On behalf of the Foundation, of the Executive Team, and for myself, I’m very pleased to be welcoming Chris Newfield as the next Director of Research. He joins us officially next month and we will be working remotely alongside one another until he arrives from the USA to take over from me fully. His appointment was always going to be an excellent match with the job description. Even more so now given the uncertain new future of academic research, into which he will lead the Foundation with intelligence and ingenuity, and all the critical independence of mind that is the ISRF’s sine qua non.
I asked Chris to introduce himself. Here is his response:
I am extremely pleased to be joining the ISRF as Director of Research. I got to know the foundation in 2016 when it sponsored a group at Cambridge (UK) to study “The Limits of the Numerical” in health care. I was working on the effects of metrics on higher education at the University of California Santa Barbara, and we started to collaborate, along with a third group from the University of Chicago that studied the impact of numbers on the public understanding of climate change. This gave rise to an immensely satisfying, multi-year interdisciplinary conversation focused on addressing large questions by synthesising our diverse expertise. Louise participated, and through this experience I became aware of the remarkable array of original and path-breaking research that the ISRF funds. Foundations tend to converge around each other’s norms. It was clear that the ISRF had norms of its own.

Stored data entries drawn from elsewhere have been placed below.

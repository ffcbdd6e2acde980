//! # Signed-in user reference
//!
//! [`UserInfo`] is what the auth provider hands to session listeners. It is the
//! only user data the session holds; the editable profile lives separately in the
//! `users` collection (see [`store::Profile`]), keyed by [`UserInfo::id`].

use serde::{Deserialize, Serialize};

/// The user an auth provider reports as signed in.
#[derive(Debug, Clone, Serialize, Deserialize, PartialEq)]
pub struct UserInfo {
    pub id: String,
    pub email: String,
    pub name: Option<String>,
    pub avatar_url: Option<String>,
    pub provider: String,
}

impl UserInfo {
    /// Get display name, falling back to email if name is not set.
    pub fn display_name(&self) -> &str {
        self.name.as_deref().unwrap_or(&self.email)
    }

    /// The part of the sign-in identifier before `@`; the phone number for staff accounts.
    pub fn login_name(&self) -> &str {
        self.email.split('@').next().unwrap_or(&self.email)
    }
}
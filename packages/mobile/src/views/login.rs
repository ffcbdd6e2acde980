use api::Backend;
use dioxus::prelude::*;
use ui::icons::{FaEye, FaEyeSlash};
use ui::{use_submit, FormErrorMessage, Icon};

#[component]
pub fn Login() -> Element {
    let backend = use_context::<Backend>();
    let mut phone = use_signal(String::new);
    let mut password = use_signal(String::new);
    let mut show_password = use_signal(|| false);
    let mut error = use_signal(|| None::<String>);
    let submit = use_submit();

    let handle_login = move |_| {
        let backend = backend.clone();
        let (number, secret) = (phone(), password());
        error.set(None);
        submit.run(async move {
            // On success the session gate swaps this screen out.
            if let Err(e) = backend.sign_in_with_phone(&number, &secret).await {
                tracing::warn!("Sign-in failed: {}", e);
                error.set(Some(e.user_message()));
            }
        });
    };

    rsx! {
        div {
            class: "login",
            h1 { class: "login-title", "Login" }
            div {
                class: "form-field",
                input {
                    class: "form-input",
                    r#type: "tel",
                    placeholder: "Phone",
                    value: phone(),
                    oninput: move |evt: FormEvent| phone.set(evt.value()),
                }
            }
            div {
                class: "form-field password-row",
                input {
                    class: "form-input",
                    r#type: if show_password() { "text" } else { "password" },
                    placeholder: "Password",
                    value: password(),
                    oninput: move |evt: FormEvent| password.set(evt.value()),
                }
                button {
                    class: "icon-button",
                    title: if show_password() { "Hide password" } else { "Show password" },
                    onclick: move |_| show_password.toggle(),
                    if show_password() {
                        Icon { icon: FaEyeSlash, width: 18, height: 18 }
                    } else {
                        Icon { icon: FaEye, width: 18, height: 18 }
                    }
                }
            }
            FormErrorMessage { message: error() }
            button {
                class: "btn btn-primary btn-block",
                disabled: submit.busy(),
                onclick: handle_login,
                if submit.busy() { "Signing in..." } else { "Login" }
            }
        }
    }
}
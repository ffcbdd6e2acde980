//! # Listener registration and cancellation handles
//!
//! [`ListenerRegistry`] keeps the live listeners of one notifier (a store, an
//! auth provider). Registering returns a [`Subscription`]; cancelling it removes
//! the entry, and once `cancel` returns the entry is never handed out again.
//! Cancellation is idempotent and also happens on drop.
//!
//! Listeners are invoked outside the registry lock, so a listener may cancel
//! its own subscription or register new ones while being notified.

use std::collections::BTreeMap;
use std::sync::atomic::{AtomicBool, Ordering};
use std::sync::{Arc, Mutex, MutexGuard, PoisonError, Weak};

struct Entry<T> {
    active: Arc<AtomicBool>,
    value: T,
}

struct Inner<T> {
    next_id: u64,
    entries: BTreeMap<u64, Entry<T>>,
}

/// Registry of listener entries keyed by registration order.
pub struct ListenerRegistry<T> {
    inner: Arc<Mutex<Inner<T>>>,
}

impl<T> Clone for ListenerRegistry<T> {
    fn clone(&self) -> Self {
        Self {
            inner: Arc::clone(&self.inner),
        }
    }
}

impl<T> Default for ListenerRegistry<T> {
    fn default() -> Self {
        Self {
            inner: Arc::new(Mutex::new(Inner {
                next_id: 0,
                entries: BTreeMap::new(),
            })),
        }
    }
}

impl<T> std::fmt::Debug for ListenerRegistry<T> {
    fn fmt(&self, f: &mut std::fmt::Formatter<'_>) -> std::fmt::Result {
        f.debug_struct("ListenerRegistry")
            .field("len", &self.len())
            .finish()
    }
}

fn lock<T>(inner: &Mutex<Inner<T>>) -> MutexGuard<'_, Inner<T>> {
    inner.lock().unwrap_or_else(PoisonError::into_inner)
}

impl<T: Clone + Send + 'static> ListenerRegistry<T> {
    pub fn new() -> Self {
        Self::default()
    }

    /// Add an entry and return the handle that removes it.
    pub fn register(&self, value: T) -> Subscription {
        let active = Arc::new(AtomicBool::new(true));
        let id = {
            let mut inner = lock(&self.inner);
            let id = inner.next_id;
            inner.next_id += 1;
            inner.entries.insert(
                id,
                Entry {
                    active: Arc::clone(&active),
                    value,
                },
            );
            id
        };

        let registry: Weak<Mutex<Inner<T>>> = Arc::downgrade(&self.inner);
        Subscription::new(move || {
            active.store(false, Ordering::SeqCst);
            if let Some(inner) = registry.upgrade() {
                lock(&inner).entries.remove(&id);
            }
        })
    }

    /// Call `f` for every entry still registered, in registration order.
    pub fn for_each(&self, mut f: impl FnMut(&T)) {
        let entries: Vec<(Arc<AtomicBool>, T)> = lock(&self.inner)
            .entries
            .values()
            .map(|e| (Arc::clone(&e.active), e.value.clone()))
            .collect();

        for (active, value) in entries {
            // An earlier listener in this pass may have cancelled this one.
            if active.load(Ordering::SeqCst) {
                f(&value);
            }
        }
    }
}

impl<T> ListenerRegistry<T> {
    pub fn len(&self) -> usize {
        lock(&self.inner).entries.len()
    }

    pub fn is_empty(&self) -> bool {
        self.len() == 0
    }
}

/// Cancellation handle for a registered listener.
#[must_use = "dropping a Subscription cancels it"]
pub struct Subscription {
    cancel: Mutex<Option<Box<dyn FnOnce() + Send>>>,
}

impl Subscription {
    pub fn new(cancel: impl FnOnce() + Send + 'static) -> Self {
        Self {
            cancel: Mutex::new(Some(Box::new(cancel))),
        }
    }

    /// A handle with nothing to cancel.
    pub fn empty() -> Self {
        Self {
            cancel: Mutex::new(None),
        }
    }

    /// Stop notifications. Safe to call any number of times.
    pub fn cancel(&self) {
        let cancel = self
            .cancel
            .lock()
            .unwrap_or_else(PoisonError::into_inner)
            .take();
        if let Some(cancel) = cancel {
            cancel();
        }
    }

    pub fn is_cancelled(&self) -> bool {
        self.cancel
            .lock()
            .unwrap_or_else(PoisonError::into_inner)
            .is_none()
    }
}

impl Drop for Subscription {
    fn drop(&mut self) {
        self.cancel();
    }
}

impl std::fmt::Debug for Subscription {
    fn fmt(&self, f: &mut std::fmt::Formatter<'_>) -> std::fmt::Result {
        f.debug_struct("Subscription")
            .field("cancelled", &self.is_cancelled())
            .finish()
    }
}

#[cfg(test)]
mod tests {
    use super::*;
    use std::sync::atomic::AtomicUsize;

    type Listener = Arc<dyn Fn(u32) + Send + Sync>;

    #[test]
    fn test_cancel_is_idempotent() {
        let registry: ListenerRegistry<Listener> = ListenerRegistry::new();
        let hits = Arc::new(AtomicUsize::new(0));
        let counter = Arc::clone(&hits);
        let sub = registry.register(Arc::new(move |_: u32| {
            counter.fetch_add(1, Ordering::SeqCst);
        }));

        registry.for_each(|l| l(1));
        sub.cancel();
        sub.cancel();
        registry.for_each(|l| l(2));

        assert_eq!(hits.load(Ordering::SeqCst), 1);
        assert!(registry.is_empty());
        assert!(sub.is_cancelled());
    }

    #[test]
    fn test_drop_cancels() {
        let registry: ListenerRegistry<Listener> = ListenerRegistry::new();
        {
            let _sub = registry.register(Arc::new(|_: u32| {}));
            assert_eq!(registry.len(), 1);
        }
        assert!(registry.is_empty());
    }

    #[test]
    fn test_listener_cancelled_mid_pass_is_skipped() {
        let registry: ListenerRegistry<Listener> = ListenerRegistry::new();
        let second_hits = Arc::new(AtomicUsize::new(0));

        let slot: Arc<Mutex<Option<Subscription>>> = Arc::new(Mutex::new(None));
        let slot_for_first = Arc::clone(&slot);
        let _first = registry.register(Arc::new(move |_: u32| {
            if let Some(sub) = slot_for_first.lock().unwrap().take() {
                sub.cancel();
            }
        }));
        let counter = Arc::clone(&second_hits);
        let second = registry.register(Arc::new(move |_: u32| {
            counter.fetch_add(1, Ordering::SeqCst);
        }));
        *slot.lock().unwrap() = Some(second);

        registry.for_each(|l| l(0));
        assert_eq!(second_hits.load(Ordering::SeqCst), 0);
    }

    #[test]
    fn test_cancel_after_registry_dropped() {
        let registry: ListenerRegistry<Listener> = ListenerRegistry::new();
        let sub = registry.register(Arc::new(|_: u32| {}));
        drop(registry);
        sub.cancel();
        assert!(sub.is_cancelled());
    }
}
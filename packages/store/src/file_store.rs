//! # Filesystem-backed document store
//!
//! [`FileStore`] keeps every collection in memory (a [`MemoryStore`]). Each
//! change is written to disk as the whole updated collection first; memory and
//! subscribers only see it once that write succeeded. It is what the mobile app runs on, so records survive restarts.
//!
//! ## Layout
//!
//! ```text
//! <base_dir>/
//! ├── services.json      # { "<id>": { ...fields }, ... }
//! ├── customers.json
//! ├── users.json
//! └── accounts.json
//! ```
//!
//! Use `dirs::data_dir()` to obtain a platform-appropriate base:
//!
//! | Platform | Path |
//! |----------|------|
//! | macOS / iOS | `~/Library/Application Support/salon/` |
//! | Linux | `~/.local/share/salon/` |
//! | Android | App-internal storage (via `dirs`) |

use std::path::{Path, PathBuf};

use crate::document::{Document, DocumentId, Fields};
use crate::error::StoreError;
use crate::memory::{Collections, Documents, MemoryStore};
use crate::query::Query;
use crate::repo::{DocumentStore, SnapshotListener};
use crate::subscription::Subscription;

/// Persistent DocumentStore for desktop and mobile.
#[derive(Clone, Debug)]
pub struct FileStore {
    base: PathBuf,
    inner: MemoryStore,
}

impl FileStore {
    /// Open the store at `base`, loading any collections already on disk.
    pub fn open(base: impl Into<PathBuf>) -> Result<Self, StoreError> {
        let base = base.into();
        std::fs::create_dir_all(&base)?;

        let mut collections = Collections::new();
        for entry in std::fs::read_dir(&base)? {
            let path = entry?.path();
            if path.extension().and_then(|e| e.to_str()) != Some("json") {
                continue;
            }
            let Some(name) = path.file_stem().and_then(|s| s.to_str()) else {
                continue;
            };
            let raw = std::fs::read_to_string(&path)?;
            let docs: Documents = serde_json::from_str(&raw)?;
            tracing::debug!(collection = name, count = docs.len(), "loaded collection");
            collections.insert(name.to_string(), docs);
        }

        Ok(Self {
            base,
            inner: MemoryStore::with_collections(collections),
        })
    }

    pub fn base(&self) -> &Path {
        &self.base
    }

    fn collection_path(&self, collection: &str) -> PathBuf {
        self.base.join(format!("{collection}.json"))
    }

    fn persist(&self, collection: &str, docs: &Documents) -> Result<(), StoreError> {
        let raw = serde_json::to_string_pretty(docs)?;
        let path = self.collection_path(collection);
        let tmp = path.with_extension("json.tmp");
        std::fs::write(&tmp, raw)?;
        std::fs::rename(&tmp, &path)?;
        Ok(())
    }
}

impl DocumentStore for FileStore {
    async fn get(&self, collection: &str, id: &DocumentId) -> Result<Option<Document>, StoreError> {
        Ok(self.inner.read(collection, id))
    }

    async fn add(&self, collection: &str, fields: Fields) -> Result<DocumentId, StoreError> {
        self.inner
            .add_with(collection, fields, |docs| self.persist(collection, docs))
    }

    async fn set(&self, collection: &str, id: &DocumentId, fields: Fields) -> Result<(), StoreError> {
        self.inner
            .set_with(collection, id, fields, |docs| self.persist(collection, docs))
    }

    async fn update(
        &self,
        collection: &str,
        id: &DocumentId,
        fields: Fields,
    ) -> Result<(), StoreError> {
        self.inner
            .update_with(collection, id, fields, |docs| self.persist(collection, docs))
    }

    async fn delete(&self, collection: &str, id: &DocumentId) -> Result<(), StoreError> {
        self.inner
            .delete_with(collection, id, |docs| self.persist(collection, docs))
    }

    fn subscribe(&self, query: Query, listener: SnapshotListener) -> Subscription {
        self.inner.subscribe(query, listener)
    }
}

My background is in literary and cultural study; my doctoral education was in U.S. literature and intellectual history before 1865. My first book, The Emerson Effect: Individualism and Submission in America, examined the anti-democratic elements of US public culture that Emerson misleadingly presented as “self-reliance”: I renamed it submissive individualism. To write that book, I had to go quite deeply into political economy, psychology, sociology of race, and organisational theory, and over the course of my career I’ve worked more and more at the intersection of the humanities and the social sciences. I became interested in business culture and how it was changing Western societies and changing the roles of higher education. One outcome of that research was a trilogy of books on the university from 1880 to the present, covering its internally divided missions and the struggles to treat it as a public good. I have always been clear that knowledge creation is not a special undertaking of elites. Foundations have an important role to play in supporting new knowledge that is propelled but not bounded by academic disciplines, and that can interact with both specialists and diverse communities.
I’m looking forward to getting started at the ISRF, to learning from what Louise calls its invisible college of Fellows and supporters, and to helping the Foundation fund research that changes how we all think.